About this task: Repeat the lines below exactly as written, please, from the line with "filename src/engine/mod.rs" to the line with "repository ed41bf242d4d8cff", both lines included, and no others.

== Extracted material

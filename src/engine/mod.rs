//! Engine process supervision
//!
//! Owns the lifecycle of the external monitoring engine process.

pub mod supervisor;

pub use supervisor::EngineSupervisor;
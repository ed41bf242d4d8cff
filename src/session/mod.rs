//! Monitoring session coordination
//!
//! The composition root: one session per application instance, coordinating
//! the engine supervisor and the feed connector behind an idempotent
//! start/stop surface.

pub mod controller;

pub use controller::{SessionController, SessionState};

====
== Extracted material

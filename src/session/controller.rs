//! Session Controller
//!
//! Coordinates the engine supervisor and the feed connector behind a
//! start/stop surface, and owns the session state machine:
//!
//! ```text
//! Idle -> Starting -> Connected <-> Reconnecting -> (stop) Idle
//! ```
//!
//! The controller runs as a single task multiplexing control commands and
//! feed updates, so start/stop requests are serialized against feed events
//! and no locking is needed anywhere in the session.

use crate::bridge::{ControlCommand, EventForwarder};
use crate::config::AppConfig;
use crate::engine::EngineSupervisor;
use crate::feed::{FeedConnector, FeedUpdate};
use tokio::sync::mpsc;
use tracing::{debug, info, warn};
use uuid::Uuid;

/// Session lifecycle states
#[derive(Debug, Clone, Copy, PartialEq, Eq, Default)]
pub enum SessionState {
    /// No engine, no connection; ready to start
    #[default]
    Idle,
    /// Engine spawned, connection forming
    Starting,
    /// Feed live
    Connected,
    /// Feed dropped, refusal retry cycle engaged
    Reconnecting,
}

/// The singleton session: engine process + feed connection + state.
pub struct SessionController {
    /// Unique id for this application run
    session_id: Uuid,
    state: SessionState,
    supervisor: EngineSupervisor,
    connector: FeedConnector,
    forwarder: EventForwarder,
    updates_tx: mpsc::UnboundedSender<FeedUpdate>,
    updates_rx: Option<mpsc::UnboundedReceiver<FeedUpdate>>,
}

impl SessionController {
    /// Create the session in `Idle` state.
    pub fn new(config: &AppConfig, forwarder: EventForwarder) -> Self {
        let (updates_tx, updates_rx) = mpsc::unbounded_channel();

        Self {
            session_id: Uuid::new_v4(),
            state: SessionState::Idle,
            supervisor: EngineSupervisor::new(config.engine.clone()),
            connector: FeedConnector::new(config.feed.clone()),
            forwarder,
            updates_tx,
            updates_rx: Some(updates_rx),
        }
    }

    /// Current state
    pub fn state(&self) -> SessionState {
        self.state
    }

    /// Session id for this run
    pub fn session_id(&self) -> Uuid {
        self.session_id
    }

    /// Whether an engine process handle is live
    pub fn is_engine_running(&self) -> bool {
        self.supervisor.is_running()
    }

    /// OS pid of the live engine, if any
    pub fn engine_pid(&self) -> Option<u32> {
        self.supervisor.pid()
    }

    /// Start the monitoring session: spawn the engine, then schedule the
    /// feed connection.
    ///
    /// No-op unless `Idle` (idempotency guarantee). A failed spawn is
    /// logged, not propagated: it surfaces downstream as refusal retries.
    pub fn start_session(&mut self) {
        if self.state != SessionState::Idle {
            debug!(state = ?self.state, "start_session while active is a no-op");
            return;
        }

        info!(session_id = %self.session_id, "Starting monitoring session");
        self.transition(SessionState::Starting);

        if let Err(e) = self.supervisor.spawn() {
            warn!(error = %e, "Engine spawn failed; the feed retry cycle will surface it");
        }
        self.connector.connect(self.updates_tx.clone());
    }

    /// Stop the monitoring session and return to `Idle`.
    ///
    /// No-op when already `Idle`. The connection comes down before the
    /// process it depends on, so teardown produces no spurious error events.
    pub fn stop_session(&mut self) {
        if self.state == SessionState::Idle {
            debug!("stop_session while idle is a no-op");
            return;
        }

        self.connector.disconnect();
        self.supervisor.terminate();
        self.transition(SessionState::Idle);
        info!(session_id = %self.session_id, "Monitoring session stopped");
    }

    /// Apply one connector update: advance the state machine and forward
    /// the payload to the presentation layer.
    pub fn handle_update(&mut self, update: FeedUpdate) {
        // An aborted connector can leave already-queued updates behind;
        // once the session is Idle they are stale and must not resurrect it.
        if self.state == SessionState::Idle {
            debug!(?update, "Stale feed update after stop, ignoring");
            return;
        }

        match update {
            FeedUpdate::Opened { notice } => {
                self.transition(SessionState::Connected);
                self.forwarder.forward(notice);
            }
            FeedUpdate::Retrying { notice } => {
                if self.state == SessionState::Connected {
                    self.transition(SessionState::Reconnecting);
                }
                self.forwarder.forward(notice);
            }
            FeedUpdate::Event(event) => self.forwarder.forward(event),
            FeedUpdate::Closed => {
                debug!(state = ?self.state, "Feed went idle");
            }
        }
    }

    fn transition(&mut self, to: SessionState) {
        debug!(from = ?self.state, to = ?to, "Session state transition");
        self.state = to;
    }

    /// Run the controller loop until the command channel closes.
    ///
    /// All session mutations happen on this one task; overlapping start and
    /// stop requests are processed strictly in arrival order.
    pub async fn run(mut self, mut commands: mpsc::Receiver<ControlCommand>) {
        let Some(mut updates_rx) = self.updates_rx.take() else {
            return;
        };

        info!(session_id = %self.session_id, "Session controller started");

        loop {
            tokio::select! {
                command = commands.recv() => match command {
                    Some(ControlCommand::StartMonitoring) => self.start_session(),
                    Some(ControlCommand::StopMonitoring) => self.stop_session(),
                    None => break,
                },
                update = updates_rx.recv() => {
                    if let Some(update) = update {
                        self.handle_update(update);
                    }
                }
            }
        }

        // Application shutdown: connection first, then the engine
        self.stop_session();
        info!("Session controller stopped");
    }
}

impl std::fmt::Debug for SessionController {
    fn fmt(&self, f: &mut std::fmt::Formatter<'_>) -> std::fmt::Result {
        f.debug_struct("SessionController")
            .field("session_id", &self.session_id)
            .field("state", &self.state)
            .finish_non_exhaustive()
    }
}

====
== Extracted material

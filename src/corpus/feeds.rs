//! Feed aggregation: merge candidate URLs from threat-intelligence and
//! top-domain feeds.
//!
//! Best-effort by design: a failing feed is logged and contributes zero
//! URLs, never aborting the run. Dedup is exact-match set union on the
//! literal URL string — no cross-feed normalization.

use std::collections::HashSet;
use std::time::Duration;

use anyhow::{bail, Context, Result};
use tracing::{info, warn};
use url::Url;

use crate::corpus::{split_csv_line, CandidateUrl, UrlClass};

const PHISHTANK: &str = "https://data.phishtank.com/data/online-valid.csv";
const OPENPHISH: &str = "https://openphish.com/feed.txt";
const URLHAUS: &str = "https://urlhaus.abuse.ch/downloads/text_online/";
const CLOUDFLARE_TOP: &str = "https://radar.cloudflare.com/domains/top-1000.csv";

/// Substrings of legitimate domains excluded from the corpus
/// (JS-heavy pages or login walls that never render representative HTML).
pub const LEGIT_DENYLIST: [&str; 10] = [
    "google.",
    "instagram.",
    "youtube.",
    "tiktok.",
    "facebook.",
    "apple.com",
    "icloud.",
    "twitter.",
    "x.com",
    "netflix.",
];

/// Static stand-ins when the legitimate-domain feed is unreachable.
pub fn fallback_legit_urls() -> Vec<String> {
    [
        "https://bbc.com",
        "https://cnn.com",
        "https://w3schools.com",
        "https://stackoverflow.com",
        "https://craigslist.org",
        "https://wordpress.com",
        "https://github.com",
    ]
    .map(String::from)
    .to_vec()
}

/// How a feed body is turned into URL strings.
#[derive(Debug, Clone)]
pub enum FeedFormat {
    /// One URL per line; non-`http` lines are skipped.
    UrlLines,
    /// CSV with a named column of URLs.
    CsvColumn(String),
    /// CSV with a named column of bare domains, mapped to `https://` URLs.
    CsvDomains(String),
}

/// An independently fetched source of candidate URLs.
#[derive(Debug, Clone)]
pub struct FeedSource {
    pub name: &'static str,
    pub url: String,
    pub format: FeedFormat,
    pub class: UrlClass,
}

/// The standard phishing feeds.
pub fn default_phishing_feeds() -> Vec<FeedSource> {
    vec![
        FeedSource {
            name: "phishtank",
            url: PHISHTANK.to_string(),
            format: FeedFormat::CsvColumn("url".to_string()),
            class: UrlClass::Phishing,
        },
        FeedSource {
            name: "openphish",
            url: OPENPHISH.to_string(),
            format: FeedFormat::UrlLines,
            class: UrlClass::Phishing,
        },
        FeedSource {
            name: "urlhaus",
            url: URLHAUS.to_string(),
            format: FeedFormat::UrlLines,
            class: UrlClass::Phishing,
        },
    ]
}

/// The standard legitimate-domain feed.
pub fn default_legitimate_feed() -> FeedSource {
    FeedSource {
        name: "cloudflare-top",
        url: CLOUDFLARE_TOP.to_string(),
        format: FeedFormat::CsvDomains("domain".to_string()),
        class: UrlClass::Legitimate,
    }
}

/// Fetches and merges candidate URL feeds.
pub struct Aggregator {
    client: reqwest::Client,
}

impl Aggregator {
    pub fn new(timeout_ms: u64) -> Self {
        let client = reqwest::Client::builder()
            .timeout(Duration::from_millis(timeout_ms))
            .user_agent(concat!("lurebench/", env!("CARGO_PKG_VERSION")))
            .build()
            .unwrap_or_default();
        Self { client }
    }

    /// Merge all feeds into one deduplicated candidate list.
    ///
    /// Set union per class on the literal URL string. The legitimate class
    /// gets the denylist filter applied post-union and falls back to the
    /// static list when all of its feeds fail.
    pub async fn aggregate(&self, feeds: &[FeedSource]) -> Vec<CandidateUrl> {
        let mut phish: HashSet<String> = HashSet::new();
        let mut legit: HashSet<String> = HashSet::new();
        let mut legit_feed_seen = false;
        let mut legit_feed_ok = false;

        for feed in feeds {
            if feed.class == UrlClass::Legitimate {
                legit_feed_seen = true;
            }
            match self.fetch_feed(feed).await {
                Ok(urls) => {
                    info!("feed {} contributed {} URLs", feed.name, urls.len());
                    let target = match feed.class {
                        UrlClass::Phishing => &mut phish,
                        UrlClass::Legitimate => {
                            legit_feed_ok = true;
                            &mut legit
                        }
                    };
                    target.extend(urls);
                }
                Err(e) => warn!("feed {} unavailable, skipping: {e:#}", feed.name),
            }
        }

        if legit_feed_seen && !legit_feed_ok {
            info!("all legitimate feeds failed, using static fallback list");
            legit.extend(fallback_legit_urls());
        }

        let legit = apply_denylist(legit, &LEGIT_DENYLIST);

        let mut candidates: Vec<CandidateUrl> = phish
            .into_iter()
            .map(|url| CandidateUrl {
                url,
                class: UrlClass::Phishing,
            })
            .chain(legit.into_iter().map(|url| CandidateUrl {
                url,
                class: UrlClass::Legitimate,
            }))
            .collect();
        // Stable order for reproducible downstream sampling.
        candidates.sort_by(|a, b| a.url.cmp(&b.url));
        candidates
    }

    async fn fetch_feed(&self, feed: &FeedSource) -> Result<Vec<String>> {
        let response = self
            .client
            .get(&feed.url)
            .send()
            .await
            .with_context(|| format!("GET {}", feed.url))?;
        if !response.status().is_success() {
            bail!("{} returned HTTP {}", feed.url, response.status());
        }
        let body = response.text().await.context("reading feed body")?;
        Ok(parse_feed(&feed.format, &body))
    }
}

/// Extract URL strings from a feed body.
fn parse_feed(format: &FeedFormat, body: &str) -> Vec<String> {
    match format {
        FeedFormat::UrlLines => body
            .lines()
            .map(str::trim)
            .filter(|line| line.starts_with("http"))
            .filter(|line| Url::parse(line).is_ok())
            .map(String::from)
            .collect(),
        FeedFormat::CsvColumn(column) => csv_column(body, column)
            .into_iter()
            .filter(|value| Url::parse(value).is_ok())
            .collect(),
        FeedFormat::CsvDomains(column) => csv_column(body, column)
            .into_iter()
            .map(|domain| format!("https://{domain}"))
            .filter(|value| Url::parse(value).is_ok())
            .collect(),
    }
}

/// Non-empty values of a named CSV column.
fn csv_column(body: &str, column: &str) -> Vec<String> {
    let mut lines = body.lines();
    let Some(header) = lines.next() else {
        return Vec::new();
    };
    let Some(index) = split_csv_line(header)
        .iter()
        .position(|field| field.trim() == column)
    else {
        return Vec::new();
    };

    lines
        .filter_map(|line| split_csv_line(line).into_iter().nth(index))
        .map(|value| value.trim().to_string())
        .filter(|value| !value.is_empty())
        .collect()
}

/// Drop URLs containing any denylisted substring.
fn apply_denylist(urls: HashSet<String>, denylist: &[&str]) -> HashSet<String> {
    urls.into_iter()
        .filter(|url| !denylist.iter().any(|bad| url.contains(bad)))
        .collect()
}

====

Answer section:
filename src/engine/mod.rs
//! Engine process supervision
//!
//! Owns the lifecycle of the external monitoring engine process.

pub mod supervisor;

pub use supervisor::EngineSupervisor;
repository ed41bf242d4d8cff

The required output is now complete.